Perhaps because of the relentlessly dark nature of how this all went down, a delightful twist on the #HimToo hashtag brought some joy to the Twittersphere earlier this week.

It was the work of @MarlaReynolds3, a.k.a. “BlueStarNavyMom3” a.k.a. former marine Pieter Hanson’s mother. In a now-deleted Tweet, Hanson’s mama wrote a note filled with self-pity for her son, who won’t go on dates because of all the false accusations out there against noble boys from terrible, lying women:

“This is MY son. He graduated #1 in boot camp. He was awarded the USO award. He was #1 in A school. He is a gentleman who respects women. He wont go on solo dates due to the current climate of false sexual accusations by radical feminists with an axe to grind. I VOTE.”

Mama Hanson was concerned that her adult son, the pride and joy of her life, might be targeted by the almost microscopic number (between two and ten percent) of false reports of sexual assault.

As the child of a Jewish mother, it’s sort of nice to see a non-Jewish mother embarrassing her children with the same zeal and gusto that our people are sort of known for.

For to the delight of many, it turned out that Mama Hanson had embarrassed her son, the aforementioned marine, badly.

Amazingly, Pieter Hanson himself dissented in a delightful response, also on Twitter:

And with that, Twitter went to work. We did what we do best on Twitter, made memes and tweets that corresponded to the hashtag that inspired more people to make memes and tweets to troll these poor guy’s mother who eventually deleted the tweet, which is very much a rooky move because someone’s always got a screenshot.

We had a good time. But the thing that made it most delightful was the humanity of it all.

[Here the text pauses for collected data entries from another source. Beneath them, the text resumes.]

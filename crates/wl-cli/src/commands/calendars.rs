//! Calendars command for listing the calendars a token can read.
//!
//! The names printed here are what `wl report --calendar` matches against.

use std::fmt::Write as _;
use std::io::Write;

use anyhow::{Context, Result};
use serde::Serialize;
use wl_core::{CalendarDirectory, CalendarEntry};

use super::report::open_source;
use crate::Config;

// ========== Human-Readable Output ==========

/// Format calendars for human-readable output.
pub fn format_calendars(entries: &[CalendarEntry]) -> String {
    let mut output = String::new();

    if entries.is_empty() {
        writeln!(output, "No calendars visible to this access token.").unwrap();
        return output;
    }

    let width = entries
        .iter()
        .map(|entry| entry.summary.chars().count())
        .max()
        .unwrap_or(0)
        .max("Name".len());

    writeln!(output, "{:<width$}  ID", "Name").unwrap();
    for entry in entries {
        writeln!(output, "{:<width$}  {}", entry.summary, entry.id).unwrap();
    }

    output
}

// ========== JSON Output ==========

#[derive(Debug, Serialize)]
pub struct JsonCalendars<'a> {
    pub calendars: &'a [CalendarEntry],
}

/// Format calendars as JSON.
pub fn format_calendars_json(entries: &[CalendarEntry]) -> Result<String> {
    Ok(serde_json::to_string_pretty(&JsonCalendars { calendars: entries })?)
}

// ========== Public Interface ==========

/// Runs the calendars command.
pub fn run<W: Write>(writer: &mut W, json: bool, config: &Config) -> Result<()> {
    let source = open_source(config)?;
    let entries = source
        .list_calendars()
        .context("failed to list calendars")?;
    tracing::debug!(count = entries.len(), "listed calendars");

    if json {
        writeln!(writer, "{}", format_calendars_json(&entries)?)?;
    } else {
        write!(writer, "{}", format_calendars(&entries))?;
    }

    Ok(())
}

#[cfg(test)]
mod tests {
    use insta::assert_snapshot;

    use super::*;

    fn entry(id: &str, summary: &str) -> CalendarEntry {
        CalendarEntry {
            id: id.to_string(),
            summary: summary.to_string(),
        }
    }

    #[test]
    fn test_format_calendars_aligns_names() {
        let output = format_calendars(&[
            entry("me@example.com", "Personal"),
            entry("acme@group.calendar.google.com", "ACME"),
        ]);
        assert_eq!(
            output,
            "Name      ID\n\
             Personal  me@example.com\n\
             ACME      acme@group.calendar.google.com\n"
        );
    }

    #[test]
    fn test_format_calendars_empty() {
        let output = format_calendars(&[]);
        assert!(output.contains("No calendars"));
    }

    #[test]
    fn test_format_calendars_json() {
        let output = format_calendars_json(&[entry("me@example.com", "Personal")]).unwrap();
        assert_snapshot!(output, @r#"
        {
          "calendars": [
            {
              "id": "me@example.com",
              "summary": "Personal"
            }
          ]
        }
        "#);
    }

    #[test]
    fn test_run_requires_access_token() {
        let mut output = Vec::new();
        let err = run(&mut output, false, &Config::default()).unwrap_err();
        assert!(err.to_string().contains("access token"));
        assert!(output.is_empty());
    }
}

I have not seen a lot of humanity on Twitter. During the 2016 election, I saw Russian troll farms exploit hashtags like they were Kleenex. The hashtags #MAGA, #politics, #neverhillary, #TrumpPence16 abounded on Twitter. Pro-Trump hashtags were everywhere, from the comments on the president’s own tweets to the tweets of the president’s surrogates. I watched Twitter trolls try to convince people that John Podesta was somehow involved in Spirit cooking. It takes a pretty impressive imagination to move from risotto recipe to spirt cooking but perhaps that is the demented genius of this whole thing.

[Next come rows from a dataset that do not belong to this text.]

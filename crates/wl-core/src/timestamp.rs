//! Timestamp normalization for event endpoints and range bounds.
//!
//! Everything is normalized to `DateTime<FixedOffset>`: values that carry an
//! offset keep it as written, values without one are localized in the zone
//! passed by the caller (the process-local zone in production).

use chrono::{
    DateTime, FixedOffset, LocalResult, NaiveDate, NaiveDateTime, NaiveTime, TimeDelta, TimeZone,
};

use crate::error::{Result, WorklogError};
use crate::event::EventEndpoint;

/// Offset-carrying layouts tried after RFC 3339.
const OFFSET_FORMATS: &[&str] = &["%Y-%m-%dT%H:%M:%S%.f%z", "%Y-%m-%dT%H:%M%z"];

/// Layouts without an offset; `%.f` also matches an absent fraction.
const NAIVE_FORMATS: &[&str] = &[
    "%Y-%m-%dT%H:%M:%S%.f",
    "%Y-%m-%dT%H:%M",
    "%Y-%m-%d %H:%M:%S%.f",
    "%Y-%m-%d %H:%M",
];

const DATE_FORMAT: &str = "%Y-%m-%d";

/// Normalizes an event endpoint to a zoned instant.
///
/// `Date` endpoints denote local midnight of that date. `DateTime` endpoints
/// accept anything [`parse_instant`] does.
pub fn normalize<Tz: TimeZone>(
    endpoint: &EventEndpoint,
    tz: &Tz,
) -> Result<DateTime<FixedOffset>> {
    match endpoint {
        EventEndpoint::Date(value) => {
            let date = parse_date(value)?;
            Ok(local_midnight(date, tz))
        }
        EventEndpoint::DateTime(value) => parse_instant(value, tz),
    }
}

/// Parses an ISO 8601 date or date-time into a zoned instant.
///
/// Supports:
/// - RFC 3339: "2024-01-01T09:00:00+01:00", "2024-01-01T08:00:00Z"
/// - Compact offsets: "2024-01-01T09:00:00+0100"
/// - Naive date-times: "2024-01-01T09:00:00", "2024-01-01 09:00"
/// - Dates: "2024-01-01" (local midnight)
pub fn parse_instant<Tz: TimeZone>(value: &str, tz: &Tz) -> Result<DateTime<FixedOffset>> {
    let value = value.trim();

    if let Ok(dt) = DateTime::parse_from_rfc3339(value) {
        return Ok(dt);
    }
    if let Some(dt) = OFFSET_FORMATS
        .iter()
        .find_map(|format| DateTime::parse_from_str(value, format).ok())
    {
        return Ok(dt);
    }
    if let Some(naive) = NAIVE_FORMATS
        .iter()
        .find_map(|format| NaiveDateTime::parse_from_str(value, format).ok())
    {
        return Ok(localize(naive, tz));
    }

    let date = parse_date(value)?;
    Ok(local_midnight(date, tz))
}

fn parse_date(value: &str) -> Result<NaiveDate> {
    NaiveDate::parse_from_str(value.trim(), DATE_FORMAT).map_err(|_| {
        WorklogError::MalformedTimestamp {
            value: value.to_string(),
        }
    })
}

/// Midnight of `date` in `tz`.
pub fn local_midnight<Tz: TimeZone>(date: NaiveDate, tz: &Tz) -> DateTime<FixedOffset> {
    localize(date.and_time(NaiveTime::default()), tz)
}

/// Interprets a wall-clock time in `tz`.
///
/// Handles DST ambiguity by picking the earlier time. A wall-clock time inside
/// a spring-forward gap resolves one hour later, which always exists.
pub fn localize<Tz: TimeZone>(naive: NaiveDateTime, tz: &Tz) -> DateTime<FixedOffset> {
    match tz.from_local_datetime(&naive) {
        LocalResult::Single(dt) | LocalResult::Ambiguous(dt, _) => dt.fixed_offset(),
        LocalResult::None => tz
            .from_local_datetime(&(naive + TimeDelta::hours(1)))
            .earliest()
            .unwrap_or_else(|| tz.from_utc_datetime(&naive))
            .fixed_offset(),
    }
}

#[cfg(test)]
mod tests {
    use chrono::{Timelike, Utc};

    use super::*;

    fn plus_one() -> FixedOffset {
        FixedOffset::east_opt(3600).unwrap()
    }

    #[test]
    fn rfc3339_keeps_its_own_offset() {
        let dt = parse_instant("2024-01-01T09:00:00-05:00", &plus_one()).unwrap();
        assert_eq!(dt.offset().local_minus_utc(), -5 * 3600);
        assert_eq!(dt.hour(), 9);
    }

    #[test]
    fn utc_designator_is_accepted() {
        let dt = parse_instant("2024-01-01T09:00:00Z", &plus_one()).unwrap();
        assert_eq!(dt.offset().local_minus_utc(), 0);
    }

    #[test]
    fn compact_offset_is_accepted() {
        let dt = parse_instant("2024-01-01T09:00:00+0200", &Utc).unwrap();
        assert_eq!(dt.offset().local_minus_utc(), 2 * 3600);
    }

    #[test]
    fn naive_datetime_is_localized() {
        let dt = parse_instant("2024-01-01T09:00:00", &plus_one()).unwrap();
        assert_eq!(dt.offset().local_minus_utc(), 3600);
        assert_eq!(dt.to_rfc3339(), "2024-01-01T09:00:00+01:00");
    }

    #[test]
    fn naive_datetime_without_seconds_or_with_space() {
        let a = parse_instant("2024-01-01T09:30", &Utc).unwrap();
        let b = parse_instant("2024-01-01 09:30:00", &Utc).unwrap();
        assert_eq!(a, b);
    }

    #[test]
    fn fractional_seconds_are_kept() {
        let dt = parse_instant("2024-01-01T09:00:00.250", &Utc).unwrap();
        assert_eq!(dt.nanosecond(), 250_000_000);
    }

    #[test]
    fn date_only_is_local_midnight() {
        let dt = parse_instant("2024-03-05", &plus_one()).unwrap();
        assert_eq!(dt.to_rfc3339(), "2024-03-05T00:00:00+01:00");
    }

    #[test]
    fn date_endpoint_normalizes_to_midnight() {
        let endpoint = EventEndpoint::Date("2024-01-01".into());
        let dt = normalize(&endpoint, &Utc).unwrap();
        assert_eq!(dt.to_rfc3339(), "2024-01-01T00:00:00+00:00");
    }

    #[test]
    fn date_endpoint_rejects_datetime_text() {
        let endpoint = EventEndpoint::Date("2024-01-01T09:00:00".into());
        assert!(matches!(
            normalize(&endpoint, &Utc),
            Err(WorklogError::MalformedTimestamp { .. })
        ));
    }

    #[test]
    fn garbage_is_malformed() {
        for value in ["", "tomorrow", "2024-13-01", "2024-01-01T25:00:00", "01/02/2024"] {
            let err = parse_instant(value, &Utc).unwrap_err();
            assert!(
                matches!(err, WorklogError::MalformedTimestamp { .. }),
                "{value:?} should be malformed"
            );
        }
    }

    #[test]
    fn surrounding_whitespace_is_ignored() {
        let dt = parse_instant("  2024-01-01T09:00:00Z\n", &Utc).unwrap();
        assert_eq!(dt.hour(), 9);
    }
}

Now, two years later, this troll activity has not abated, despite our government’s concerted efforts to do nothing to deter it.

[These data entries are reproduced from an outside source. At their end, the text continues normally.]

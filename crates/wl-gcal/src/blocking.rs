//! Blocking adapter exposing [`Client`] through the `wl-core` source traits.

use std::fmt;

use tokio::runtime::{Builder, Runtime};
use wl_core::{CalendarDirectory, CalendarEntry, DateRange, EventPage, EventSource};

use crate::{Client, GcalError};

/// Runs [`Client`] requests to completion on a private current-thread runtime.
///
/// Must not be used from within another tokio runtime.
pub struct BlockingClient {
    client: Client,
    runtime: Runtime,
}

impl fmt::Debug for BlockingClient {
    fn fmt(&self, f: &mut fmt::Formatter<'_>) -> fmt::Result {
        f.debug_struct("BlockingClient")
            .field("client", &self.client)
            .finish_non_exhaustive()
    }
}

impl BlockingClient {
    pub fn new(client: Client) -> Result<Self, GcalError> {
        let runtime = Builder::new_current_thread()
            .enable_all()
            .build()
            .map_err(GcalError::Runtime)?;
        Ok(Self { client, runtime })
    }
}

impl CalendarDirectory for BlockingClient {
    type Error = GcalError;

    fn list_calendars(&self) -> Result<Vec<CalendarEntry>, GcalError> {
        self.runtime.block_on(self.client.list_calendars())
    }
}

impl EventSource for BlockingClient {
    type Error = GcalError;

    fn fetch_page(
        &self,
        calendar_id: &str,
        range: &DateRange,
        page_token: Option<&str>,
    ) -> Result<EventPage, GcalError> {
        self.runtime
            .block_on(self.client.list_events(calendar_id, range, page_token))
    }
}

#[cfg(test)]
mod tests {
    use std::time::Duration;

    use chrono::{TimeZone, Utc};
    use wiremock::matchers::{method, path, query_param, query_param_is_missing};
    use wiremock::{Mock, MockServer, ResponseTemplate};
    use wl_core::{AnomalyPolicy, ReportRequest};

    use super::*;

    fn event(start: &str, end: &str, summary: &str) -> serde_json::Value {
        serde_json::json!({
            "id": summary,
            "summary": summary,
            "start": {"dateTime": start},
            "end": {"dateTime": end}
        })
    }

    #[test]
    fn aggregates_across_pages_through_core_traits() {
        // The mock server lives on its own runtime; the blocking client
        // drives its own.
        let server_runtime = tokio::runtime::Runtime::new().unwrap();
        let server = server_runtime.block_on(async {
            let server = MockServer::start().await;
            Mock::given(method("GET"))
                .and(path("/users/me/calendarList"))
                .respond_with(ResponseTemplate::new(200).set_body_json(serde_json::json!({
                    "items": [{"id": "acme@group.calendar.google.com", "summary": "ACME"}]
                })))
                .mount(&server)
                .await;
            Mock::given(method("GET"))
                .and(path("/calendars/acme@group.calendar.google.com/events"))
                .and(query_param_is_missing("pageToken"))
                .respond_with(ResponseTemplate::new(200).set_body_json(serde_json::json!({
                    "items": [event("2024-01-01T09:00:00Z", "2024-01-01T10:15:00Z", "Call")],
                    "nextPageToken": "2"
                })))
                .mount(&server)
                .await;
            Mock::given(method("GET"))
                .and(path("/calendars/acme@group.calendar.google.com/events"))
                .and(query_param("pageToken", "2"))
                .respond_with(ResponseTemplate::new(200).set_body_json(serde_json::json!({
                    "items": [event("2024-01-01T14:00:00Z", "2024-01-01T15:00:00Z", "Review")]
                })))
                .mount(&server)
                .await;
            server
        });

        let client =
            Client::with_options("token", &server.uri(), Duration::from_secs(5)).unwrap();
        let blocking = BlockingClient::new(client).unwrap();
        let request = ReportRequest {
            calendar: "acme".into(),
            start: Some("2024-01-01T00:00:00Z".into()),
            end: Some("2024-02-01T00:00:00Z".into()),
            hourly_rate: None,
            anomaly_policy: AnomalyPolicy::Clamp,
        };
        let now = Utc.with_ymd_and_hms(2024, 2, 15, 0, 0, 0).unwrap();

        let report = wl_core::aggregate(&blocking, &request, now, &Utc).unwrap();

        assert_eq!(report.calendar_id, "acme@group.calendar.google.com");
        assert_eq!(report.worklog.days.len(), 1);
        assert_eq!(report.worklog.days[0].hours, 3);
        assert_eq!(report.worklog.days[0].description, "Call, Review");
        assert_eq!(report.stats.pages, 2);
    }
}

In July, we saw the advent of the #walkaway hashtag, which was meant to inspire people from LGBTQ and African American communities to walk away from the Democratic party. It was shockingly a hashtag that was a favorite of Russian trolls and Turning Point USA’s Candace Owen though it’s not clear that anyone actually walked away.

I assumed that this renewed hashtag was simply that — another iteration of a Russian hashtag that had been magically coordinated between the Republicans and the Russians, not unlike the way #voteforroymoore was magically picked up by Russian trolls right before his special election.

But Monday’s hashtag was not the work of troll number 347 in the basement of a Moscow pizza shop. Mondays hashtag wasn’t even cooked up by someone in Trump’s digital team.

Monday’s hashtag was one of those blissful times when an organic hashtag trends because Twitter is doing what it does best: make fun of someone’s mildly deranged baby boomer mother

Most times, Twitter messaging doesn’t work like that. Most times, trends are either messages pushed out by a corporation supporting a brand event or by someone trying to manipulate political content. But this one glorious time, the internet actually brought us all together to make fun of baby boomer because as the insipid Facebook ad says “When this place does what it was built for than we all get a little closer.”

Sometimes, not most times, not much of the time, not really all that often, but sometimes, social media actually doesn’t break our hearts with the misery of the meaninglessness of life in the digital age. Some we get to see the wonderful side of humanity, of children being generous to their parents, or at least, reasserting their independence from them, and when we do, our humanity is restored and we are delighted.